Thursday, March 19, 2009

Baskin Robbins...

Despite having the choice of at least 31 flavours, I'd look and pretty much stick with Vanilla. I love Vanilla, it tastes great. After years of eating only Vanilla, I started eating other flavours, only to realize, Vanilla really is the best flavour.
And so goes my taste in women. Perhaps we all have a type. I wonder what I could have experienced in my childhood that led me to be attracted to the women I am. I won't get into what I like in particular, but I will say, it has likely more to do with the images I was surrounded by than anything else.
Not too long ago, I saw a picture on one of my Facebook "friend's" page. I was shocked, amused and had a soothing sense of superiority and vindication. The picture was of four women. Arguably, four of the most desirable women at my high school. What I saw was four women who let age ravage them. Boy, was I disappointed.
I suddenly realized, once again, what has driven me most my life - the need to "show them." I'm no sure what anyone ever did to me, yet I have this unwavering need to do and achieve things that others only dream or talk about.
I often wonder if there is a "real" me, but then I become cognizant of my self. I am who I am not because of what I am not, but because of what I am. My actions, my decisions, my vices, my needs, my fears, all make me question, seek, strive and hope for more. However, more is yet to be defined...

Monday, March 9, 2009

One thing that never really changes...

is me. I'm the one consistent in every interaction and relationship in my life. We can take a vacation, go somewhere else, wear different clothes, eat different food, maybe speak a different language, but we never really take a vacation from ourselves.
I know my perspective, my attitude my understanding of myself has changed. I;d even say, changed for the better. But how has it served me?
I still find myself struggling. Unable to find an equilibrium. I'm Bill Murray in Ground Hog Day. Everytime I think I am breaking the habit, I find myself buried in a pile of...

Sunday, March 1, 2009

Is there really a "ONE?"

We never get all we need (emotionally) from any ONE person.
If that is correct, then how can I ever find one person to satisfy all of my needs within a romantic relationship? Can this be the reason so many of us roam endlessly? Is this what is truly behind being labeled "picky?"
I'm not picky, but I know what I don't want. And, although there is some truth in what my close friends say, that I am attracted to the "party girl" type, the fact is, there is something in them that attracts them to me! Maybe I am suffering from "Charlie Sheen" syndrome, but whoever said everyone had to succumb or live up to generally accepted social behaviours?

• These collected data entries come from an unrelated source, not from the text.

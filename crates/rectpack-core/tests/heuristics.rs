use rand::{Rng, SeedableRng};
use rectpack_core::prelude::*;

fn overlaps(out: &PackingResult) -> bool {
    let r = &out.rectangles;
    (0..r.len()).any(|i| ((i + 1)..r.len()).any(|j| r[i].rect().intersects(&r[j].rect())))
}

#[test]
fn single_rectangle_is_tight() {
    for (w, h) in [(1, 1), (7, 3), (3, 7), (256, 256)] {
        let out = pack(&[PackingRectangle::new(0, w, h)], PackingHints::FIND_BEST, 0).unwrap();
        assert_eq!((out.width, out.height), (w, h));
        assert_eq!((out.rectangles[0].x, out.rectangles[0].y), (0, 0));
    }
}

#[test]
fn single_rectangle_ignores_trailing_padding() {
    let out = pack(&[PackingRectangle::new(0, 10, 4)], PackingHints::TRY_BY_AREA, 3).unwrap();
    assert_eq!((out.width, out.height), (10, 4));
}

#[test]
fn big_square_with_four_small_ones() {
    let sizes = [(4, 4), (2, 2), (2, 2), (2, 2), (2, 2)];
    for placement in [Placement::Guillotine, Placement::Skyline] {
        let cfg = PackerConfig::builder()
            .hints(PackingHints::TRY_BY_AREA)
            .placement(placement)
            .build();
        let out = pack_sizes(&sizes, &cfg).unwrap();
        assert!(out.area() <= 36, "area {} ({}x{})", out.area(), out.width, out.height);
        assert!(!overlaps(&out));
        assert_eq!(out.hint, Some(PackingHint::Area));

        // two 2x2 columns right of the 4x4 beat a 6x6 ring around it
        assert_eq!((out.width, out.height), (8, 4), "{:?}", placement);
        let positions: Vec<(u32, u32)> = out.rectangles.iter().map(|r| (r.x, r.y)).collect();
        assert_eq!(positions, vec![(0, 0), (4, 0), (4, 2), (6, 0), (6, 2)]);

        // the first column shares the 4x4's right edge
        let big = out.rectangles[0];
        for small in &out.rectangles[1..3] {
            assert_eq!(small.x, big.x + big.width);
            assert!(small.y >= big.y && small.y + small.height <= big.y + big.height);
        }
    }
}

#[test]
fn unusual_sizes_not_worse_than_width_sort() {
    let sizes = [(10, 1), (1, 10)];
    let unusual = PackerConfig::builder()
        .hints(PackingHints::UNUSUAL_SIZES)
        .build();
    let by_width = PackerConfig::builder()
        .hints(PackingHints::TRY_BY_WIDTH)
        .build();
    let a = pack_sizes(&sizes, &unusual).unwrap();
    let b = pack_sizes(&sizes, &by_width).unwrap();
    assert!(a.area() <= b.area(), "{} > {}", a.area(), b.area());
    assert!(!overlaps(&a));
    // a 10x1 row and a 1x10 column cannot share a 10x10 box
    assert!(a.width >= 10 && a.height >= 10);
    assert_eq!(a.area(), 110);
}

#[test]
fn find_best_dominates_single_heuristics() {
    let mut rng = rand::rngs::StdRng::seed_from_u64(9);
    for round in 0..5 {
        let sizes: Vec<(u32, u32)> = (0..60)
            .map(|_| (rng.gen_range(1..=50), rng.gen_range(1..=50)))
            .collect();
        let best = pack_sizes(&sizes, &PackerConfig::default()).unwrap();
        for hint in PackingHint::ALL {
            let cfg = PackerConfig::builder().hints(hint.into()).build();
            let single = pack_sizes(&sizes, &cfg).unwrap();
            assert!(
                best.area() <= single.area(),
                "round {}: find_best {} > {} {}",
                round,
                best.area(),
                hint,
                single.area()
            );
        }
    }
}

#[test]
fn winner_is_earliest_on_full_tie() {
    // identical squares: every heuristic yields the same layout, area wins nothing
    let sizes = [(8, 8); 4];
    let out = pack_sizes(&sizes, &PackerConfig::default()).unwrap();
    assert_eq!(out.hint, Some(PackingHint::Area));
    let cfg = PackerConfig::builder()
        .hints(PackingHints::TRY_BY_HEIGHT | PackingHints::TRY_BY_WIDTH)
        .build();
    let out = pack_sizes(&sizes, &cfg).unwrap();
    assert_eq!(out.hint, Some(PackingHint::Width));
}

#[test]
fn presets_only_try_their_members() {
    let sizes = [(30, 2), (2, 30), (9, 9), (5, 12)];
    let out = pack_sizes(
        &sizes,
        &PackerConfig::builder()
            .hints(PackingHints::MOSTLY_SQUARED)
            .build(),
    )
    .unwrap();
    let hint = out.hint.unwrap();
    assert!(PackingHints::MOSTLY_SQUARED.contains(hint));
}
use rectpack_core::prelude::*;

#[test]
fn test_pack_stats_basic() {
    // four 64x64 squares leave no gaps
    let sizes = [(64, 64); 4];
    let result = pack_sizes(&sizes, &PackerConfig::default()).expect("packing should succeed");
    let stats = result.stats();

    assert_eq!(stats.num_rects, 4);
    assert_eq!(stats.used_area, 4 * 64 * 64);
    assert_eq!(stats.bound_area, 4 * 64 * 64);
    assert_eq!(stats.occupancy, 1.0);
    assert_eq!(stats.wasted_area(), 0);
}

#[test]
fn test_pack_stats_with_padding() {
    let sizes = [(10, 10), (10, 10)];
    let cfg = PackerConfig::builder().padding(4).build();
    let result = pack_sizes(&sizes, &cfg).unwrap();
    let stats = result.stats();

    // padding is not counted as used area
    assert_eq!(stats.used_area, 200);
    assert_eq!(stats.bound_area, result.area());
    assert!(stats.occupancy < 1.0);
    assert!(stats.waste_percentage() > 0.0);
}

#[test]
fn test_pack_stats_summary() {
    let result = pack_sizes(&[(8, 4)], &PackerConfig::default()).unwrap();
    let summary = result.stats().summary();
    assert!(summary.contains("Rects: 1"));
    assert!(summary.contains("Bounds: 8x4"));
    assert!(summary.contains("100.00%"));
}
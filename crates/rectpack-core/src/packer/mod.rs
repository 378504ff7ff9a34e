use crate::config::Placement;
use crate::model::Rect;

pub mod guillotine;
pub mod skyline;

/// Direction in which a bin grows when nothing fits.
#[derive(Debug, Clone, Copy, PartialEq, Eq)]
pub enum Grow {
    /// Add a free strip on the right.
    Width,
    /// Add a free strip at the bottom.
    Height,
}

/// A growable bin that places rectangles without overlap.
///
/// `insert` returns `None` when the rectangle does not fit the current bin. After
/// `grow(Grow::Width, w)` (or `grow(Grow::Height, h)`) a `w`x`h` rectangle that fits
/// the bin's other dimension is guaranteed to fit. Growing never moves placed rectangles.
pub trait Packer {
    fn size(&self) -> (u32, u32);
    fn insert(&mut self, w: u32, h: u32) -> Option<Rect>;
    fn grow(&mut self, direction: Grow, amount: u32);
}

/// Creates an empty bin of `width`x`height` for the given placement structure.
pub fn new_packer(placement: Placement, width: u32, height: u32) -> Box<dyn Packer> {
    match placement {
        Placement::Guillotine => Box::new(guillotine::GuillotinePacker::new(width, height)),
        Placement::Skyline => Box::new(skyline::SkylinePacker::new(width, height)),
    }
}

Volatility - the ugly truth...

It makes the world go 'round. Without it, stock markets wouldn't offer the casino-like drama and riches. Without it, we wouldn't be able to experience the polarity of euphoria and misery, the emotions that label some as bi-polar, are in fact resident in everyone of us. Degrees of it at least.
I don't read news, yet it finds me! I've recently been inundated with Rihanna/Chris Brown news, I use the term "news" loosely. What has me fascinated is that everyone is so surprised and is offering this couple advice. I would first recommend that we look into our own screwed up relationship history. I'm not condoning physical or verbal abuse, but let's face it, they're adults, they likely have close family and friends around them to help them. But, onto my point.
Every relationship is the victim or beneficiary of volatility. Every couple fights. Usually, it helps create a counterpoint to allow for a period of jubilation. We're all addicted to this drama of life. It reminds us of why we're together. It allows us to feel bad and feel regret. We're all, to some degree, addicted to being in love. I see it in parents. When their child is with them, they feel like they need time away. When the child is absent for a few minutes, never mind a day, they miss the kid so much. When the child returns, it's all hugs and kisses. Ten minutes later, back to normal.